Instructions to follow. After locating the line with "if let Some(path)" in the data that follows, return it and every later line exactly, up to and including the line with "let estimator = EstimatorKind::from_str(&args.estimator)?;".

╭─ Material for the task

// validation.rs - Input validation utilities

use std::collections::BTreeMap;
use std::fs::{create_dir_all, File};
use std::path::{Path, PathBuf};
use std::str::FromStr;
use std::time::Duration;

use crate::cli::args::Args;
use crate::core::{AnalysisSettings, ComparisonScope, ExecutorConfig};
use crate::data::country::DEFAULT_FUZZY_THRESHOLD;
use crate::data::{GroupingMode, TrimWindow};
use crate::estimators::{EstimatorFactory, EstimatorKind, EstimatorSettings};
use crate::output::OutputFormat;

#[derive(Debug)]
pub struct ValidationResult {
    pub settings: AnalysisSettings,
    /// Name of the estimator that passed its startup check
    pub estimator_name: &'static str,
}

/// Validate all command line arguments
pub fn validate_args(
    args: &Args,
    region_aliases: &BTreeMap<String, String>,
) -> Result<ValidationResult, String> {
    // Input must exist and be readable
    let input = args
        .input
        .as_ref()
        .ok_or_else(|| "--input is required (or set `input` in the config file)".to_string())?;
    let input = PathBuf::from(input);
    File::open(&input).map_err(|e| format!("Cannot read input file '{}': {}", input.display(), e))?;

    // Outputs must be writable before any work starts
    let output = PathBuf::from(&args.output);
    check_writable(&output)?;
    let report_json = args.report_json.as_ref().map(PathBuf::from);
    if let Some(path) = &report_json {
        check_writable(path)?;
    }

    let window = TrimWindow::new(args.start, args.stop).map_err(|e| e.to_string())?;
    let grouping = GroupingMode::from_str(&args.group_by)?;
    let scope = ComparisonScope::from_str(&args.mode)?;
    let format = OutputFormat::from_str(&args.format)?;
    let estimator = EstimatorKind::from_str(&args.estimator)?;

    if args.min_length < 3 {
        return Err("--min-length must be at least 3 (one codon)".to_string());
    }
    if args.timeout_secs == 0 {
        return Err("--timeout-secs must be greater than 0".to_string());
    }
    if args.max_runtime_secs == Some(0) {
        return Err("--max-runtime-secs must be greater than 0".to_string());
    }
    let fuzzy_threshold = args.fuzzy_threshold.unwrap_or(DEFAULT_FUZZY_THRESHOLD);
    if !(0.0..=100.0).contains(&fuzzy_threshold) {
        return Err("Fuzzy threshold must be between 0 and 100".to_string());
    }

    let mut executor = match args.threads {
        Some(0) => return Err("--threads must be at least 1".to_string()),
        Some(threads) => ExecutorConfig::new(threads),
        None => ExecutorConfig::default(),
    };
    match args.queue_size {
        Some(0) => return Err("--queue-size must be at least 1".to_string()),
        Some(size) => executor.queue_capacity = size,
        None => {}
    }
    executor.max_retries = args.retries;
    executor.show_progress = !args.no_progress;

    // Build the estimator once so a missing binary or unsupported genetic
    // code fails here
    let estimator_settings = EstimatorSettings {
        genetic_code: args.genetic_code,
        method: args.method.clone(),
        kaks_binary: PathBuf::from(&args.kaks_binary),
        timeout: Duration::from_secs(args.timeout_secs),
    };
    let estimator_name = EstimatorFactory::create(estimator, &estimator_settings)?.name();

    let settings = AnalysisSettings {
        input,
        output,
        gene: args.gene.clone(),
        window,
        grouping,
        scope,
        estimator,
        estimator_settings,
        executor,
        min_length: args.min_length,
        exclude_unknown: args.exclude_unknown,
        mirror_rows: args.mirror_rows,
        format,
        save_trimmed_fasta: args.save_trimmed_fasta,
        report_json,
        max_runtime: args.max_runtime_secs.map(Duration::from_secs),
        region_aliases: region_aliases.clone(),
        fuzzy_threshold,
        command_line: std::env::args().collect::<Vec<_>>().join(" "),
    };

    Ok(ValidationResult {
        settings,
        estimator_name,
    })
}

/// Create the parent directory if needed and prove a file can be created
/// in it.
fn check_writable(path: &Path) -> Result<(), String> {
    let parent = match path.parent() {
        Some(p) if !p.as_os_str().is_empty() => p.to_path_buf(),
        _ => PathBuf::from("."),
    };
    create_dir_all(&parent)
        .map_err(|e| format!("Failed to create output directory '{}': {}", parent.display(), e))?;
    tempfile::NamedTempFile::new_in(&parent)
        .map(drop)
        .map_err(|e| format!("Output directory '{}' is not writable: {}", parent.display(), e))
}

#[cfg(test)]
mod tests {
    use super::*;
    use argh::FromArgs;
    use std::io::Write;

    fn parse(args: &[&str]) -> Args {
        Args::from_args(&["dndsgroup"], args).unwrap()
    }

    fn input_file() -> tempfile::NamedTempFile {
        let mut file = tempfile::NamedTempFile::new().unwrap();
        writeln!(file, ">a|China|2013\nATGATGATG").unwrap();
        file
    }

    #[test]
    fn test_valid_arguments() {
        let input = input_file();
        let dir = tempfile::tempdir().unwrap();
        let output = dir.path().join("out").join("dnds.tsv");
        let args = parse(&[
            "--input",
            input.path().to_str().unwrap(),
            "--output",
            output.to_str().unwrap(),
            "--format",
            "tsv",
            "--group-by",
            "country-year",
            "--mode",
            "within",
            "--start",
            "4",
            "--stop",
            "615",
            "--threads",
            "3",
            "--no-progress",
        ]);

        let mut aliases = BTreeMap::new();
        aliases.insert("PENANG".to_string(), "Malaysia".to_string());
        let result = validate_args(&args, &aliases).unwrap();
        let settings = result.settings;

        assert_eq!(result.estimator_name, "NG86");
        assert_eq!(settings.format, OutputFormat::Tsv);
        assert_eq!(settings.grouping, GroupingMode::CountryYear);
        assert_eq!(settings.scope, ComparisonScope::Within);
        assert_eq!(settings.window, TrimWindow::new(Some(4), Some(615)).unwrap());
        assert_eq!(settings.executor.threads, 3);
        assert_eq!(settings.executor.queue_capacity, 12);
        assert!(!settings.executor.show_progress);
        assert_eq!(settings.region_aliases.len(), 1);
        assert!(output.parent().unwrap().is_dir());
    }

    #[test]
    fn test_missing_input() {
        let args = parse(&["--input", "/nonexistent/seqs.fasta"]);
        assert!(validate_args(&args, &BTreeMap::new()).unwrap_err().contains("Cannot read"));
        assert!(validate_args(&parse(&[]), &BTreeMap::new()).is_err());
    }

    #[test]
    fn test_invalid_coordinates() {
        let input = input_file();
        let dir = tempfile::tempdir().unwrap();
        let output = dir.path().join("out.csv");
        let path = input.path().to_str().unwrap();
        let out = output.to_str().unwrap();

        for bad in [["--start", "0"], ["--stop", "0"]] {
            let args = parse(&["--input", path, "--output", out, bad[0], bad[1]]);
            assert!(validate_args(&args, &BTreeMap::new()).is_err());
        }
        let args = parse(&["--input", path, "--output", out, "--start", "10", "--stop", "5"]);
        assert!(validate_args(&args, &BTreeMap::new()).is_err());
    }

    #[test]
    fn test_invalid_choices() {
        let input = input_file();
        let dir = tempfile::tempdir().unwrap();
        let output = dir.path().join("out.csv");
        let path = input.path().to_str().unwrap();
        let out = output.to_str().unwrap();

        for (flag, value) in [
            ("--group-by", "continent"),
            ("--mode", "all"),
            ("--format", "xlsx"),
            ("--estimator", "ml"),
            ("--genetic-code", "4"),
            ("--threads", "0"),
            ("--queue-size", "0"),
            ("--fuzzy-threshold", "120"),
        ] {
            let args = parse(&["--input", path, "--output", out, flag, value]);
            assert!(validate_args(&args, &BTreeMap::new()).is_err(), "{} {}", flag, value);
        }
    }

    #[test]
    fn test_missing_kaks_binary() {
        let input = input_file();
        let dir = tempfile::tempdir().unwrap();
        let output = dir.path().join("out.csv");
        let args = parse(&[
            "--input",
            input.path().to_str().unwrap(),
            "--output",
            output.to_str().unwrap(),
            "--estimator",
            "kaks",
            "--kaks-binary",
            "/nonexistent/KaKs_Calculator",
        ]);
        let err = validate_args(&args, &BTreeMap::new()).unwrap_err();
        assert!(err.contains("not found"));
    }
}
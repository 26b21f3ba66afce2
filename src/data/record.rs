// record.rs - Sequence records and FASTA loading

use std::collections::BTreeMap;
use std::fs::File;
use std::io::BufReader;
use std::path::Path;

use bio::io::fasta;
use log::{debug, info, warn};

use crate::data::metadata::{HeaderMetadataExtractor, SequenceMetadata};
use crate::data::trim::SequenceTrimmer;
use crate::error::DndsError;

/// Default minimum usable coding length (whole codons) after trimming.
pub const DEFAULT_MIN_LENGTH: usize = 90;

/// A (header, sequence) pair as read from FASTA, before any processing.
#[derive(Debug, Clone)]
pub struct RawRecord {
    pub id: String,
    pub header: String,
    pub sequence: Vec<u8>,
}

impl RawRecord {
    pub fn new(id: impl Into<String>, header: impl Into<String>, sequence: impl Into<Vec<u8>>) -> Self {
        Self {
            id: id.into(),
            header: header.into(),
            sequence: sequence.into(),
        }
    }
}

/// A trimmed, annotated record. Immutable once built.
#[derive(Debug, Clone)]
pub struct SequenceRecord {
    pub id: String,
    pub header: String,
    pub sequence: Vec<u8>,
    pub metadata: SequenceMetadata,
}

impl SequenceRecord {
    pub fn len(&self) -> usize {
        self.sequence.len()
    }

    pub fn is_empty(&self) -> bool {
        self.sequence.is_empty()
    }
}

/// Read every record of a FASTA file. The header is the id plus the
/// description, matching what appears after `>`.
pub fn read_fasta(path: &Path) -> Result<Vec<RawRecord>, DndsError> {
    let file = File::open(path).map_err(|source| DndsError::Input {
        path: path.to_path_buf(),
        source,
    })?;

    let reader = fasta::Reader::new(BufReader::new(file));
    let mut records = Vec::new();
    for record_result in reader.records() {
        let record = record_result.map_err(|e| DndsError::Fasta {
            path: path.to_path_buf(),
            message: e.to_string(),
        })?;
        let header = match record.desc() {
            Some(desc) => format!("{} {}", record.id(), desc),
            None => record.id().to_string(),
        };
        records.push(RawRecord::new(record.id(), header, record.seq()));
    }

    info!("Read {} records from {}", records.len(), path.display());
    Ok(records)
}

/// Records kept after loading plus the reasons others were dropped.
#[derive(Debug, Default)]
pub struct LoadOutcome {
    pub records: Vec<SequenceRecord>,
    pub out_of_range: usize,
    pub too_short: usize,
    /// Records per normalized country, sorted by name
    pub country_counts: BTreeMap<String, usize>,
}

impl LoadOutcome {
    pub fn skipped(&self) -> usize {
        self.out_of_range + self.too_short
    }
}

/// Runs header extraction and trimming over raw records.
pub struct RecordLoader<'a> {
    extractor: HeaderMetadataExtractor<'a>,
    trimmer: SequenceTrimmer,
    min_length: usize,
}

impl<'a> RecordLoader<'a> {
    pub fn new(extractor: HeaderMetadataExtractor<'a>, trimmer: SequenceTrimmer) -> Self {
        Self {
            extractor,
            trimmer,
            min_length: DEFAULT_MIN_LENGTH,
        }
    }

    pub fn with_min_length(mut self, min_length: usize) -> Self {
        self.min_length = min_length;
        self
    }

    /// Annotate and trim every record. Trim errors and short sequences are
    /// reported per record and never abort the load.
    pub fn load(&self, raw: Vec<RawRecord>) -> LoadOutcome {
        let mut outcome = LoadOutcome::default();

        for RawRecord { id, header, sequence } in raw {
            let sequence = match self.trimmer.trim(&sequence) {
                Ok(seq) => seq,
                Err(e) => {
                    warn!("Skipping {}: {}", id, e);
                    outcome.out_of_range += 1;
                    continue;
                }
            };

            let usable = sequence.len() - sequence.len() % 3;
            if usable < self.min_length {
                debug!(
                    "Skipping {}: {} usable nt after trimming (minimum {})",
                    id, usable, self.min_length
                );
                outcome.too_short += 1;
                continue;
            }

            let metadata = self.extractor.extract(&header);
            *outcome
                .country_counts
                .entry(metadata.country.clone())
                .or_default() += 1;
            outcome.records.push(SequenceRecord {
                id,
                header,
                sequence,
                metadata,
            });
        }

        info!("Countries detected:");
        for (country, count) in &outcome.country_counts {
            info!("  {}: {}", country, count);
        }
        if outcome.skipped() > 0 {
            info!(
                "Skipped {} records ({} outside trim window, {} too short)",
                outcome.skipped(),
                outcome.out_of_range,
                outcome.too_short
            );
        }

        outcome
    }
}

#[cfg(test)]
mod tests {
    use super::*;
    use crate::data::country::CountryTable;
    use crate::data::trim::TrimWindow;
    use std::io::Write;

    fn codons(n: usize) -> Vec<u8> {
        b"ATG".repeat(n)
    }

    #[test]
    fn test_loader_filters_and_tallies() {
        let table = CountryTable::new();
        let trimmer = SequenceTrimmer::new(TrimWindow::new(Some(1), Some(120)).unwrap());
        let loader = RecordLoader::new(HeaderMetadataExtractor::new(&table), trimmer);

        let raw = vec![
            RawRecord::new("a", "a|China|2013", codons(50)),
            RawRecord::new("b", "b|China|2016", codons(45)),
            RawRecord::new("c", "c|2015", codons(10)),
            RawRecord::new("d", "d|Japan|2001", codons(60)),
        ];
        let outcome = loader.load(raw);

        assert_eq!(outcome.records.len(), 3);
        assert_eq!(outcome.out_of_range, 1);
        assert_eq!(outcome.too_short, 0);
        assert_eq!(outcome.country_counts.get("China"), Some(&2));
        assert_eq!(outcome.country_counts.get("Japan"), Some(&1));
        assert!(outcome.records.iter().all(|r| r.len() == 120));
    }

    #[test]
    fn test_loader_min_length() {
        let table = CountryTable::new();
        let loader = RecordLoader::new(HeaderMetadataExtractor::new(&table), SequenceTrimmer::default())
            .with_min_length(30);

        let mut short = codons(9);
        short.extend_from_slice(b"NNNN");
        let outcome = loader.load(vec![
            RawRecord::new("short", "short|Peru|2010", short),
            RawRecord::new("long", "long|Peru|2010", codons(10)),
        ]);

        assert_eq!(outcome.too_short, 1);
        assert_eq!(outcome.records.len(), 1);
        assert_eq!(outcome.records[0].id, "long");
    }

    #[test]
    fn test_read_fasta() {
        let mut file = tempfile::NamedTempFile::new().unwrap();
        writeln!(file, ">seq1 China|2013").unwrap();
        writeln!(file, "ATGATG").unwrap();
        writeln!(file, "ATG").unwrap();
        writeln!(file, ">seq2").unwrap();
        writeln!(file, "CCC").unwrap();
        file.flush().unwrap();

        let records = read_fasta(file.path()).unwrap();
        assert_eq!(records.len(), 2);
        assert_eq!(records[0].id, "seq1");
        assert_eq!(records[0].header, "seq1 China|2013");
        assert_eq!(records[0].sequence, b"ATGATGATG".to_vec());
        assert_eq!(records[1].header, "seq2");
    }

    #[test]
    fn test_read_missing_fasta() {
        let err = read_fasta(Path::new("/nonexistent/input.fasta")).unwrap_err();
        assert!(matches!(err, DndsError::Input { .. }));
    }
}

╰─

Response to this exercise.
    if let Some(path) = &report_json {
        check_writable(path)?;
    }

    let window = TrimWindow::new(args.start, args.stop).map_err(|e| e.to_string())?;
    let grouping = GroupingMode::from_str(&args.group_by)?;
    let scope = ComparisonScope::from_str(&args.mode)?;
    let format = OutputFormat::from_str(&args.format)?;
    let estimator = EstimatorKind::from_str(&args.estimator)?;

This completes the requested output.